The base image is so bare-bones that it needs to install time zones, fonts and the Cairo device for ggplot2 to work (read the limitations here). Instead of apt you have apk and might have to work a bit harder to find all the Alpine-specific dependencies.

One interesting aspect of this image is that instead of the littler utilities familiar from the Rocker images, we have the very similar installr script that installs R packages and system requirements:

the -d flag installs then removes compilers ( gcc, musl-dev, g++), as these are typically not needed on the final image;
system packages listed after the -t flag are removed after the R packages have been installed;
system packages listed after the -a flag are run-time dependencies that are needed for the packages to function properly and are not removed from the image.

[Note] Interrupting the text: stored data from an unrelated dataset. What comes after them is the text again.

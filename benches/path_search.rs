//! Benchmarks for knowledge-graph path search and retrieval.

use std::fmt::Write as _;

use criterion::{black_box, criterion_group, criterion_main, Criterion};

use wsc_asp::graph::rules::{path_to_rules, WordClass, WordClassifier};
use wsc_asp::graph::traverse::{find_path, find_path_bounded};
use wsc_asp::graph::{GraphIndex, KnowledgeGraph};
use wsc_asp::retrieve::{SimilarityRetriever, TfIdfRetriever};

const NODES: usize = 5_000;
const RELATIONS: [&str; 4] = ["IsA", "RelatedTo", "Antonym", "HasProperty"];

/// Deterministic sparse graph: node `i` links to `i + 1`, `2i` and `3i + 7`.
fn build_graph(dir: &tempfile::TempDir) -> KnowledgeGraph {
    let mut records = String::new();
    for i in 0..NODES {
        let targets = [(i + 1) % NODES, (2 * i) % NODES, (3 * i + 7) % NODES];
        let edges: Vec<String> = targets
            .iter()
            .enumerate()
            .map(|(k, t)| {
                format!(
                    r#"{{"name": "w{t}", "relation": "{}", "weight": 1.0}}"#,
                    RELATIONS[(i + k) % RELATIONS.len()]
                )
            })
            .collect();
        writeln!(records, r#"{{"w{i}": [{}]}}"#, edges.join(", ")).unwrap();
    }
    let path = dir.path().join("records.jsonl");
    std::fs::write(&path, records).unwrap();
    let index = GraphIndex::build(&path).unwrap();
    KnowledgeGraph::with_index(&path, &index).unwrap()
}

struct EveryOtherAdjective;

impl WordClassifier for EveryOtherAdjective {
    fn classify(&self, word: &str) -> WordClass {
        if word.len() % 2 == 0 {
            WordClass::Adjective
        } else {
            WordClass::Verb
        }
    }
}

fn bench_bfs(c: &mut Criterion) {
    let dir = tempfile::TempDir::new().unwrap();
    let graph = build_graph(&dir);

    c.bench_function("bfs_5k_far", |bench| {
        bench.iter(|| black_box(find_path(&graph, "w1", "w4999").unwrap()))
    });
    c.bench_function("bfs_5k_unreachable", |bench| {
        bench.iter(|| black_box(find_path(&graph, "w1", "missing").unwrap()))
    });
}

fn bench_dfs(c: &mut Criterion) {
    let dir = tempfile::TempDir::new().unwrap();
    let graph = build_graph(&dir);

    c.bench_function("dfs_5k_depth6", |bench| {
        bench.iter(|| black_box(find_path_bounded(&graph, "w1", "w4999", 6).unwrap()))
    });
}

fn bench_rules(c: &mut Criterion) {
    let dir = tempfile::TempDir::new().unwrap();
    let graph = build_graph(&dir);
    let path = find_path(&graph, "w1", "w4999").unwrap().unwrap_or_default();

    c.bench_function("path_to_rules", |bench| {
        bench.iter(|| black_box(path_to_rules(&path, &EveryOtherAdjective)))
    });
}

fn bench_retrieval(c: &mut Criterion) {
    let subjects = ["cat", "dog", "man", "trophy", "city", "council"];
    let verbs = ["ate", "chased", "lifted", "refused", "feared", "fit"];
    let corpus: Vec<String> = (0..1_000)
        .map(|i| {
            format!(
                "The {} {} the {} because _ was {}.",
                subjects[i % subjects.len()],
                verbs[(i / 6) % verbs.len()],
                subjects[(i / 36) % subjects.len()],
                ["hungry", "weak", "large", "afraid"][i % 4]
            )
        })
        .collect();
    let retriever = TfIdfRetriever::new(&corpus);

    c.bench_function("tfidf_nearest_1k", |bench| {
        bench.iter(|| black_box(retriever.nearest("The fox ate the hen because _ was hungry.", 5)))
    });
}

criterion_group!(benches, bench_bfs, bench_dfs, bench_rules, bench_retrieval);
criterion_main!(benches);
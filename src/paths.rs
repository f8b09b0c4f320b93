//! XDG-compliant path resolution for wsc-asp.
//!
//! [`WscPaths`] locates the default config file and the directory that
//! receives failing solver programs and debug artifacts.

use std::path::PathBuf;

use crate::config::{ConfigError, ConfigResult};

const APP_DIR: &str = "wsc-asp";

/// Global XDG directories.
#[derive(Debug, Clone)]
pub struct WscPaths {
    /// `$XDG_CONFIG_HOME/wsc-asp/`
    pub config_dir: PathBuf,
    /// `$XDG_DATA_HOME/wsc-asp/`
    pub data_dir: PathBuf,
    /// `$XDG_STATE_HOME/wsc-asp/`
    pub state_dir: PathBuf,
}

impl WscPaths {
    /// Resolve XDG directories from environment variables with standard fallbacks.
    pub fn resolve() -> ConfigResult<Self> {
        let home = std::env::var("HOME")
            .map(PathBuf::from)
            .map_err(|_| ConfigError::NoHome)?;

        let config_dir = std::env::var("XDG_CONFIG_HOME")
            .map(PathBuf::from)
            .unwrap_or_else(|_| home.join(".config"))
            .join(APP_DIR);

        let data_dir = std::env::var("XDG_DATA_HOME")
            .map(PathBuf::from)
            .unwrap_or_else(|_| home.join(".local/share"))
            .join(APP_DIR);

        let state_dir = std::env::var("XDG_STATE_HOME")
            .map(PathBuf::from)
            .unwrap_or_else(|_| home.join(".local/state"))
            .join(APP_DIR);

        Ok(Self {
            config_dir,
            data_dir,
            state_dir,
        })
    }

    /// Path to the default config file.
    pub fn config_file(&self) -> PathBuf {
        self.config_dir.join("config.toml")
    }

    /// Directory for failing programs and debug artifacts.
    pub fn debug_dir(&self) -> PathBuf {
        self.state_dir.join("debug")
    }

    /// Default location of the knowledge-graph record store.
    pub fn graph_records(&self) -> PathBuf {
        self.data_dir.join("graph").join("records.jsonl")
    }

    /// Default location of the knowledge-graph node index.
    pub fn graph_index(&self) -> PathBuf {
        self.data_dir.join("graph").join("node_locations.json")
    }
}

#[cfg(test)]
mod tests {
    use super::*;

    #[test]
    fn resolved_paths_use_app_dir() {
        // Reads the environment without mutating it (unsafe in edition 2024).
        let Ok(paths) = WscPaths::resolve() else {
            return;
        };
        assert!(paths.config_dir.ends_with(APP_DIR));
        assert!(paths.state_dir.ends_with(APP_DIR));
        assert!(paths.config_file().starts_with(&paths.config_dir));
    }

    #[test]
    fn derived_paths() {
        let paths = WscPaths {
            config_dir: PathBuf::from("/cfg/wsc-asp"),
            data_dir: PathBuf::from("/data/wsc-asp"),
            state_dir: PathBuf::from("/state/wsc-asp"),
        };
        assert_eq!(paths.config_file(), PathBuf::from("/cfg/wsc-asp/config.toml"));
        assert_eq!(paths.debug_dir(), PathBuf::from("/state/wsc-asp/debug"));
        assert_eq!(
            paths.graph_index(),
            PathBuf::from("/data/wsc-asp/graph/node_locations.json")
        );
    }
}
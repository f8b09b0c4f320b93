//! Semantic collaborators: sentence → predicates, word → part of speech.
//!
//! Parsing and coreference happen outside this crate. Their results are
//! recorded in files and served through the [`SemanticExtractor`] and
//! [`WordClassifier`] traits.

use std::collections::HashMap;
use std::io::BufRead;
use std::path::Path;

use serde::Deserialize;

use crate::error::ExtractError;
use crate::graph::rules::{WordClass, WordClassifier};
use crate::predicate::Predicate;

/// Turns a (masked) sentence into predicates.
pub trait SemanticExtractor: Send + Sync {
    fn extract(&self, sentence: &str) -> Result<Vec<Predicate>, ExtractError>;
}

#[derive(Debug, Deserialize)]
struct CatalogEntry {
    sentence: String,
    predicates: Vec<Predicate>,
}

/// Predicates recorded per masked sentence, loaded from JSONL
/// `{"sentence": ..., "predicates": [...]}` lines.
#[derive(Debug, Clone, Default)]
pub struct PredicateCatalog {
    entries: HashMap<String, Vec<Predicate>>,
}

impl PredicateCatalog {
    pub fn load(path: &Path) -> Result<Self, ExtractError> {
        let file = std::fs::File::open(path).map_err(|source| ExtractError::Io {
            path: path.to_path_buf(),
            source,
        })?;

        let mut entries = HashMap::new();
        for (i, line) in std::io::BufReader::new(file).lines().enumerate() {
            let line = line.map_err(|source| ExtractError::Io {
                path: path.to_path_buf(),
                source,
            })?;
            if line.trim().is_empty() {
                continue;
            }
            let entry: CatalogEntry =
                serde_json::from_str(&line).map_err(|e| ExtractError::Parse {
                    path: path.to_path_buf(),
                    line: i + 1,
                    message: e.to_string(),
                })?;
            entries.insert(normalize(&entry.sentence), entry.predicates);
        }

        tracing::info!(sentences = entries.len(), path = %path.display(), "loaded predicate catalog");
        Ok(Self { entries })
    }

    pub fn insert(&mut self, sentence: &str, predicates: Vec<Predicate>) {
        self.entries.insert(normalize(sentence), predicates);
    }

    pub fn len(&self) -> usize {
        self.entries.len()
    }

    pub fn is_empty(&self) -> bool {
        self.entries.is_empty()
    }
}

impl SemanticExtractor for PredicateCatalog {
    fn extract(&self, sentence: &str) -> Result<Vec<Predicate>, ExtractError> {
        self.entries
            .get(&normalize(sentence))
            .cloned()
            .ok_or_else(|| ExtractError::UnknownSentence {
                sentence: sentence.to_string(),
            })
    }
}

/// Whitespace-collapsed, lower-cased lookup key.
fn normalize(sentence: &str) -> String {
    sentence
        .split_whitespace()
        .collect::<Vec<_>>()
        .join(" ")
        .to_lowercase()
}

/// Part-of-speech table loaded from a JSON `{word: class}` object.
/// Unlisted words are [`WordClass::Other`].
#[derive(Debug, Clone, Default)]
pub struct Lexicon {
    classes: HashMap<String, WordClass>,
}

impl Lexicon {
    pub fn load(path: &Path) -> Result<Self, ExtractError> {
        let content = std::fs::read_to_string(path).map_err(|source| ExtractError::Io {
            path: path.to_path_buf(),
            source,
        })?;
        let raw: HashMap<String, WordClass> =
            serde_json::from_str(&content).map_err(|e| ExtractError::Parse {
                path: path.to_path_buf(),
                line: e.line(),
                message: e.to_string(),
            })?;
        Ok(Self::from_iter(raw))
    }
}

impl FromIterator<(String, WordClass)> for Lexicon {
    fn from_iter<I: IntoIterator<Item = (String, WordClass)>>(iter: I) -> Self {
        Self {
            classes: iter
                .into_iter()
                .map(|(word, class)| (word.to_lowercase(), class))
                .collect(),
        }
    }
}

impl WordClassifier for Lexicon {
    fn classify(&self, word: &str) -> WordClass {
        self.classes
            .get(&word.to_lowercase())
            .copied()
            .unwrap_or(WordClass::Other)
    }
}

The installation of the system packages – that are all available on the other parent images – contributes to the longer build times. The BuildKit output gives you a clue about where exactly the time was spent.

The rest of the Dockerfile is very similar to the other distributions: add Linux user, copy files, expose port, define the entrypoint command. But how do you figure out what system packages you need?

System packages

First of all, each package lists its system requirements. These are usually run-time dependencies that the package needs to properly function. So check that first.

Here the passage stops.